Getting children back into the classroom is crucial for their health and wellbeing
Getting children back into the classroom is crucial for their health and wellbeing
Getting children back into the classroom is crucial for their health and wellbeing, and the Centers for Disease Control and Prevention says this can be done safely. But America's powerful teachers unions are putting up a fight—and making it political. Unions and progressive groups on Monday issued a list of demands, including a moratorium on voucher programs, that they expect before they'll return to work.The editorial board writes about their ploy. Speaking of politicizing, former President Obama’s speech at Rep. John Lewis’s funeral pushed new Democratic priorities such as abolishing the filibuster and Puerto Rican statehood—sounding more progressive than he did as recently as 2018. Columnist Jason Riley writes that this is an election strategy.
School-Opening Extortion…
Wall Street Journal Editorial Board
For most Americans the coronavirus is a scourge. But teachers unions seem to think it’s also an opportunity—to squeeze more money from taxpayers and put their private and public charter school competition out of business. That’s the only way to read the extraordinary effort by national and local union leaders to keep their members from returning to the classroom.

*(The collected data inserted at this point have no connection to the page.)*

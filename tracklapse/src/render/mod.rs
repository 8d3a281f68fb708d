//! Frame renderer
//!
//! Converts N tracks into a fixed number of animation frames with a
//! consistent temporal meaning across tracks of different length, sampling
//! rate, and time range.
//!
//! When any point carries a timestamp, frames sample the global time span
//! uniformly and each track reveals itself up to the frame's instant via a
//! monotonic cursor. Without timestamps, pacing falls back to point
//! indices, keyed to the longest track.
//!
//! Frames are produced strictly in order: the cursor vector is advanced in
//! place from frame to frame, which is what makes the whole pass
//! O(total points + frame_count × track_count).

mod color;
mod draw;
mod palette;

pub use color::{parse_hex_color, parse_hex_colors, ColorError};
pub use palette::{global_palette, global_palette_rgb, nearest_index, quantize, PALETTE_SIZE};

use chrono::{DateTime, Duration as ChronoDuration, Utc};
use image::{Rgba, RgbaImage};
use thiserror::Error;
use tokio_util::sync::CancellationToken;
use tracing::debug;

use crate::track::{global_time_span, BoundingBox, GeoPoint, TimeSpan, Track};

/// Default per-frame display time in hundredths of a second (~20 fps).
pub const DEFAULT_FRAME_DELAY_CS: u16 = 5;

/// Errors from frame rendering.
#[derive(Debug, Error)]
pub enum RenderError {
    #[error("no points in any input track")]
    EmptyInput,

    #[error("track color list is empty")]
    NoTrackColors,

    #[error("operation cancelled")]
    Cancelled,
}

/// Options controlling one render pass.
#[derive(Debug, Clone)]
pub struct RenderOptions {
    /// Edge length of the square output canvas in pixels.
    pub canvas_size: u32,
    /// Number of frames to produce (bumped to 2 in time-paced mode).
    pub frame_count: usize,
    /// Fraction of the bounding box span added on each side.
    pub margin: f64,
    /// Fill color where no basemap pixel exists.
    pub background: Rgba<u8>,
    /// Track colors, assigned round-robin by track index.
    pub track_colors: Vec<Rgba<u8>>,
    /// Polyline brush width in pixels.
    pub line_width: u32,
    /// Display duration per frame in hundredths of a second.
    pub frame_delay_cs: u16,
}

/// One output frame: palette indices over the shared global palette.
#[derive(Debug, Clone)]
pub struct PalettedFrame {
    pub width: u32,
    pub height: u32,
    /// Row-major indices into [`global_palette`].
    pub indices: Vec<u8>,
    /// Display duration in hundredths of a second.
    pub delay_cs: u16,
}

/// Renders the full frame sequence for the given tracks.
///
/// The shared bounding box is folded from every track and expanded by the
/// margin; `basemap`, when present, must already be sized to the canvas.
/// Cancellation is checked before each frame; a begun frame completes and
/// partial output is discarded on cancellation.
pub fn render_frames(
    tracks: &[Track],
    options: &RenderOptions,
    basemap: Option<&RgbaImage>,
    cancel: &CancellationToken,
) -> Result<Vec<PalettedFrame>, RenderError> {
    if options.track_colors.is_empty() {
        return Err(RenderError::NoTrackColors);
    }
    let bbox = BoundingBox::from_tracks(tracks)
        .ok_or(RenderError::EmptyInput)?
        .expanded(options.margin);

    match global_time_span(tracks) {
        Some(span) => {
            debug!(start = %span.start, end = %span.end, "rendering time-paced frames");
            render_time_paced(tracks, &bbox, span, options, basemap, cancel)
        }
        None => {
            debug!("no timestamps found, rendering index-paced frames");
            render_index_paced(tracks, &bbox, options, basemap, cancel)
        }
    }
}

/// Index-based pacing: the longest track sets the tempo and shorter tracks
/// finish early, holding their final shape.
fn render_index_paced(
    tracks: &[Track],
    bbox: &BoundingBox,
    options: &RenderOptions,
    basemap: Option<&RgbaImage>,
    cancel: &CancellationToken,
) -> Result<Vec<PalettedFrame>, RenderError> {
    let max_len = tracks.iter().map(Track::len).max().unwrap_or(0).max(2);
    let frame_count = options.frame_count.max(1);
    let step = (((max_len - 1) as f64) / frame_count as f64).max(1.0);

    let mut frames = Vec::with_capacity(frame_count);
    for frame_idx in 0..frame_count {
        if cancel.is_cancelled() {
            return Err(RenderError::Cancelled);
        }
        let upto = (step * (frame_idx + 1) as f64).round() as usize;

        let mut canvas = base_canvas(options, basemap);
        for (track_idx, track) in tracks.iter().enumerate() {
            if track.len() < 2 {
                continue;
            }
            let end = upto.min(track.len() - 1);
            draw_revealed(&mut canvas, &track.points, end, bbox, track_idx, options);
        }
        frames.push(finish_frame(canvas, options));
    }
    Ok(frames)
}

/// Time-based pacing: frames sample the global span uniformly, the last
/// frame pinned exactly to its end.
fn render_time_paced(
    tracks: &[Track],
    bbox: &BoundingBox,
    span: TimeSpan,
    options: &RenderOptions,
    basemap: Option<&RgbaImage>,
    cancel: &CancellationToken,
) -> Result<Vec<PalettedFrame>, RenderError> {
    let frame_count = options.frame_count.max(2);
    let total_micros = span.duration().num_microseconds().unwrap_or(i64::MAX);

    // One reveal cursor per track, advanced monotonically across the
    // sequential frame loop.
    let mut cursors = vec![0usize; tracks.len()];

    let mut frames = Vec::with_capacity(frame_count);
    for frame_idx in 0..frame_count {
        if cancel.is_cancelled() {
            return Err(RenderError::Cancelled);
        }
        let instant = frame_instant(span, total_micros, frame_idx, frame_count);
        let canvas = compose_timed_frame(tracks, bbox, instant, &mut cursors, options, basemap);
        frames.push(finish_frame(canvas, options));
    }
    Ok(frames)
}

/// Nominal instant of frame `frame_idx`, with the final frame pinned to the
/// span's end to eliminate rounding drift.
fn frame_instant(
    span: TimeSpan,
    total_micros: i64,
    frame_idx: usize,
    frame_count: usize,
) -> DateTime<Utc> {
    if frame_idx == frame_count - 1 {
        return span.end;
    }
    let offset = total_micros as f64 * frame_idx as f64 / (frame_count - 1) as f64;
    span.start + ChronoDuration::microseconds(offset as i64)
}

/// Builds one time-paced frame, advancing the per-track cursors in place.
fn compose_timed_frame(
    tracks: &[Track],
    bbox: &BoundingBox,
    instant: DateTime<Utc>,
    cursors: &mut [usize],
    options: &RenderOptions,
    basemap: Option<&RgbaImage>,
) -> RgbaImage {
    let mut canvas = base_canvas(options, basemap);
    for (track_idx, track) in tracks.iter().enumerate() {
        if track.len() < 2 {
            continue;
        }
        cursors[track_idx] = advance_cursor(&track.points, cursors[track_idx], instant);
        let end = cursors[track_idx];
        if end < 1 {
            // This track has not started yet relative to the frame instant.
            continue;
        }
        draw_revealed(&mut canvas, &track.points, end, bbox, track_idx, options);
    }
    canvas
}

/// Advances a cursor to the last point whose timestamp is at or before the
/// frame instant.
///
/// A point without a timestamp never satisfies the bound, so it blocks
/// further advancement; a fully consumed track simply stays at its final
/// index (trailing hold).
fn advance_cursor(points: &[GeoPoint], cursor: usize, instant: DateTime<Utc>) -> usize {
    let mut i = cursor;
    while i + 1 < points.len() {
        match points[i + 1].time {
            Some(t) if t <= instant => i += 1,
            _ => break,
        }
    }
    i
}

/// Draws segments up to (and including the one ending at) `end`.
fn draw_revealed(
    canvas: &mut RgbaImage,
    points: &[GeoPoint],
    end: usize,
    bbox: &BoundingBox,
    track_idx: usize,
    options: &RenderOptions,
) {
    let color = options.track_colors[track_idx % options.track_colors.len()];
    for k in 0..end {
        let (x0, y0) = project_point(&points[k], bbox, options.canvas_size);
        let (x1, y1) = project_point(&points[k + 1], bbox, options.canvas_size);
        draw::draw_line(canvas, x0, y0, x1, y1, options.line_width, color);
    }
}

/// Linear projection of a point into canvas pixels via the shared bounding
/// box, clamped to the canvas.
fn project_point(point: &GeoPoint, bbox: &BoundingBox, size: u32) -> (i32, i32) {
    let xf = if bbox.lon_span() > 0.0 {
        (point.lon - bbox.min_lon) / bbox.lon_span()
    } else {
        0.0
    };
    let yf = if bbox.lat_span() > 0.0 {
        1.0 - (point.lat - bbox.min_lat) / bbox.lat_span()
    } else {
        0.0
    };
    let max = f64::from(size - 1);
    let x = (xf * max).round().clamp(0.0, max) as i32;
    let y = (yf * max).round().clamp(0.0, max) as i32;
    (x, y)
}

/// Starts a frame from the basemap or the solid background color.
fn base_canvas(options: &RenderOptions, basemap: Option<&RgbaImage>) -> RgbaImage {
    match basemap {
        Some(base) => base.clone(),
        None => RgbaImage::from_pixel(
            options.canvas_size,
            options.canvas_size,
            options.background,
        ),
    }
}

/// Quantizes a finished canvas into an output frame.
fn finish_frame(canvas: RgbaImage, options: &RenderOptions) -> PalettedFrame {
    PalettedFrame {
        width: canvas.width(),
        height: canvas.height(),
        indices: quantize(&canvas),
        delay_cs: options.frame_delay_cs,
    }
}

Last week Randi Weingarten, leader of the powerful American Federation of Teachers, declared support for “safety strikes” if local unions deem insufficient the steps their school districts are taking to mitigate Covid-19. And on Monday an alliance of teachers unions and progressive groups sponsored what they called a “national day of resistance” around the country listing their demands before returning to the classroom. They include:
“• Support for our communities and families, including canceling rents and mortgages, a moratorium on evictions/foreclosures, providing direct cash assistance to those not able to work or who are unemployed, and other critical social needs
• Moratorium on new charter or voucher programs and standardized testing
• Massive infusion of federal money to support the reopening funded by taxing billionaires and Wall Street”
The phrase for this is political extortion. Rather than work to open schools safely, the unions are issuing ultimatums and threatening strikes until they are granted their ideological wish list. Children, who would have to endure more lost instruction, are their hostages.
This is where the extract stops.